“She always had her way with us,” said Mademoiselle Esmeralda, scratching nervously upon the paper before her with her pencil, at this part of the relation. “We did not want to leave home, neither me nor father, and father said more than I ever heard him say before at one time. 'Mother,' says he, 'let me an' Esmeraldy stay at home, an' you go an' enjoy your tower. You've had more schoolin' an' you'll be more at home than we should. You're useder to city ways, havin' lived in 'Lizabethville.' But it only vexed her. People in town had been talking to her about traveling and letting me learn things, and she'd set her mind on it.”

She was very simple and unsophisticated. To the memory of her former truly singular life she clung with unshaken fidelity. She recurred to it constantly. The novelty and luxury of her new existence seemed to have no attractions for her. One thing even my Clélie found incomprehensible, while she fancied she understood the rest—she did not appear to be moved to pleasure even by our beloved Paris.

“It is a true maladie du pays,” Clélie remarked to me. “And that is not all.”

Nor was it all. One day the whole truth was told amid a flood of tears.
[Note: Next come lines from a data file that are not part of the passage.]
//! Admin service layer - user management and dashboard aggregates

use sqlx::PgPool;
use uuid::Uuid;

use crate::error::ApiError;
use crate::models::{AdminUpdateUserRequest, Order, User};
use crate::services::order_service::monthly_revenue;

const USER_PAGE_SIZE: i64 = 20;
const LOW_STOCK_THRESHOLD: i32 = 10;

pub struct AdminService {
    pool: PgPool,
}

impl AdminService {
    pub fn new(pool: PgPool) -> Self {
        Self { pool }
    }

    pub async fn list_users(
        &self,
        page: Option<i64>,
        limit: Option<i64>,
    ) -> Result<(Vec<User>, i64, i64, i64), ApiError> {
        let page = page.unwrap_or(1).max(1);
        let limit = limit.unwrap_or(USER_PAGE_SIZE).clamp(1, 100);

        let total: i64 = sqlx::query_scalar("SELECT COUNT(*) FROM users")
            .fetch_one(&self.pool)
            .await?;
        let users = sqlx::query_as::<_, User>(
            "SELECT * FROM users ORDER BY created_at DESC LIMIT $1 OFFSET $2",
        )
        .bind(limit)
        .bind((page - 1) * limit)
        .fetch_all(&self.pool)
        .await?;

        Ok((users, total, page, limit))
    }

    pub async fn get_user(&self, id: Uuid) -> Result<User, ApiError> {
        sqlx::query_as::<_, User>("SELECT * FROM users WHERE id = $1")
            .bind(id)
            .fetch_optional(&self.pool)
            .await?
            .ok_or_else(|| ApiError::NotFound("User not found".to_string()))
    }

    /// The only path that may change an account's role.
    pub async fn update_user(
        &self,
        id: Uuid,
        req: AdminUpdateUserRequest,
    ) -> Result<User, ApiError> {
        let user = sqlx::query_as::<_, User>(
            r#"
            UPDATE users
            SET name = COALESCE($2, name),
                email = COALESCE($3, email),
                role = COALESCE($4, role)
            WHERE id = $1
            RETURNING *
            "#,
        )
        .bind(id)
        .bind(req.name)
        .bind(req.email.map(|e| e.trim().to_lowercase()))
        .bind(req.role)
        .fetch_optional(&self.pool)
        .await?
        .ok_or_else(|| ApiError::NotFound("User not found".to_string()))?;

        tracing::info!(user_id = %user.id, role = ?user.role, "user updated by admin");
        Ok(user)
    }

    /// Users with order history or catalog entries cannot be removed:
    /// orders are never deleted and products keep their creator. Reviews
    /// cascade with the account, so the affected product aggregates are
    /// recomputed in the same transaction.
    pub async fn delete_user(&self, id: Uuid) -> Result<(), ApiError> {
        let mut tx = self.pool.begin().await?;

        let has_orders: bool = sqlx::query_scalar(
            "SELECT EXISTS (SELECT 1 FROM orders WHERE user_id = $1)",
        )
        .bind(id)
        .fetch_one(&mut *tx)
        .await?;
        if has_orders {
            return Err(ApiError::Validation(
                "Cannot delete a user with existing orders".to_string(),
            ));
        }

        let has_products: bool = sqlx::query_scalar(
            "SELECT EXISTS (SELECT 1 FROM products WHERE created_by = $1)",
        )
        .bind(id)
        .fetch_one(&mut *tx)
        .await?;
        if has_products {
            return Err(ApiError::Validation(
                "Cannot delete a user who created products".to_string(),
            ));
        }

        let reviewed_products: Vec<Uuid> = sqlx::query_scalar(
            "SELECT DISTINCT product_id FROM reviews WHERE user_id = $1",
        )
        .bind(id)
        .fetch_all(&mut *tx)
        .await?;

        let result = sqlx::query("DELETE FROM users WHERE id = $1")
            .bind(id)
            .execute(&mut *tx)
            .await?;
        if result.rows_affected() == 0 {
            return Err(ApiError::NotFound("User not found".to_string()));
        }

        for product_id in reviewed_products {
            sqlx::query(
                r#"
                UPDATE products
                SET num_reviews = agg.cnt,
                    ratings = agg.avg
                FROM (
                    SELECT COUNT(*)::int AS cnt,
                           COALESCE(ROUND(AVG(rating)::numeric, 1), 0)::float8 AS avg
                    FROM reviews
                    WHERE product_id = $1
                ) AS agg
                WHERE products.id = $1
                "#,
            )
            .bind(product_id)
            .execute(&mut *tx)
            .await?;
        }

        tx.commit().await?;
        tracing::info!(user_id = %id, "user deleted by admin");
        Ok(())
    }

    pub async fn dashboard(&self) -> Result<serde_json::Value, ApiError> {
        let total_users: i64 = sqlx::query_scalar("SELECT COUNT(*) FROM users")
            .fetch_one(&self.pool)
            .await?;
        let total_products: i64 = sqlx::query_scalar("SELECT COUNT(*) FROM products")
            .fetch_one(&self.pool)
            .await?;
        let total_orders: i64 = sqlx::query_scalar("SELECT COUNT(*) FROM orders")
            .fetch_one(&self.pool)
            .await?;
        let total_revenue: f64 = sqlx::query_scalar(
            "SELECT COALESCE(SUM(total_price), 0.0) FROM orders WHERE is_paid",
        )
        .fetch_one(&self.pool)
        .await?;

        let recent_orders = sqlx::query_as::<_, Order>(
            "SELECT * FROM orders ORDER BY created_at DESC LIMIT 5",
        )
        .fetch_all(&self.pool)
        .await?;

        #[derive(sqlx::FromRow)]
        struct StatusCount {
            status: crate::models::OrderStatus,
            count: i64,
        }
        let status_breakdown = sqlx::query_as::<_, StatusCount>(
            "SELECT order_status AS status, COUNT(*) AS count FROM orders GROUP BY order_status",
        )
        .fetch_all(&self.pool)
        .await?;

        #[derive(sqlx::FromRow)]
        struct TopProduct {
            product_id: Uuid,
            name: String,
            total_sold: i64,
            revenue: f64,
        }
        let top_products = sqlx::query_as::<_, TopProduct>(
            r#"
            SELECT product_id,
                   MIN(name) AS name,
                   SUM(quantity)::bigint AS total_sold,
                   SUM(price * quantity) AS revenue
            FROM order_items
            GROUP BY product_id
            ORDER BY total_sold DESC
            LIMIT 5
            "#,
        )
        .fetch_all(&self.pool)
        .await?;

        let monthly_sales = monthly_revenue(&self.pool).await?;

        #[derive(sqlx::FromRow)]
        struct LowStockProduct {
            id: Uuid,
            name: String,
            stock: i32,
            price: f64,
        }
        let low_stock = sqlx::query_as::<_, LowStockProduct>(
            "SELECT id, name, stock, price FROM products WHERE stock < $1 ORDER BY stock LIMIT 5",
        )
        .bind(LOW_STOCK_THRESHOLD)
        .fetch_all(&self.pool)
        .await?;

        Ok(serde_json::json!({
            "totalUsers": total_users,
            "totalProducts": total_products,
            "totalOrders": total_orders,
            "totalRevenue": total_revenue,
            "recentOrders": recent_orders,
            "orderStatusBreakdown": status_breakdown
                .into_iter()
                .map(|row| serde_json::json!({ "status": row.status, "count": row.count }))
                .collect::<Vec<_>>(),
            "topProducts": top_products
                .into_iter()
                .map(|row| serde_json::json!({
                    "product": row.product_id,
                    "name": row.name,
                    "totalSold": row.total_sold,
                    "revenue": row.revenue,
                }))
                .collect::<Vec<_>>(),
            "monthlySales": monthly_sales,
            "lowStockProducts": low_stock
                .into_iter()
                .map(|row| serde_json::json!({
                    "id": row.id,
                    "name": row.name,
                    "stock": row.stock,
                    "price": row.price,
                }))
                .collect::<Vec<_>>(),
        }))
    }
}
“I—I was going to be married,” cried the poor child. “I was to have been married the week the ore was found. I was—all ready, and mother—mother shut right down on us.”

Clélie glanced at me in amazed questioning.
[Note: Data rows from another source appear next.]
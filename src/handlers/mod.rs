//! API handlers for the MapleStore backend

pub mod admin;
pub mod auth;
pub mod orders;
pub mod products;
“It is a kind of argot which belongs only to Americans,” I answered in an undertone. “The alliance was broken off.”

Ciel!” exclaimed my Clélie between her small shut teeth. “The woman is a fiend!”

She was wholly absorbed in her study of this unworldly and untaught nature. She was full of sympathy for its trials and tenderness, and for its pain.

Even the girl's peculiarities of speech were full of interest to her. She made serious and intelligent efforts to understand them, as if she studied a new language.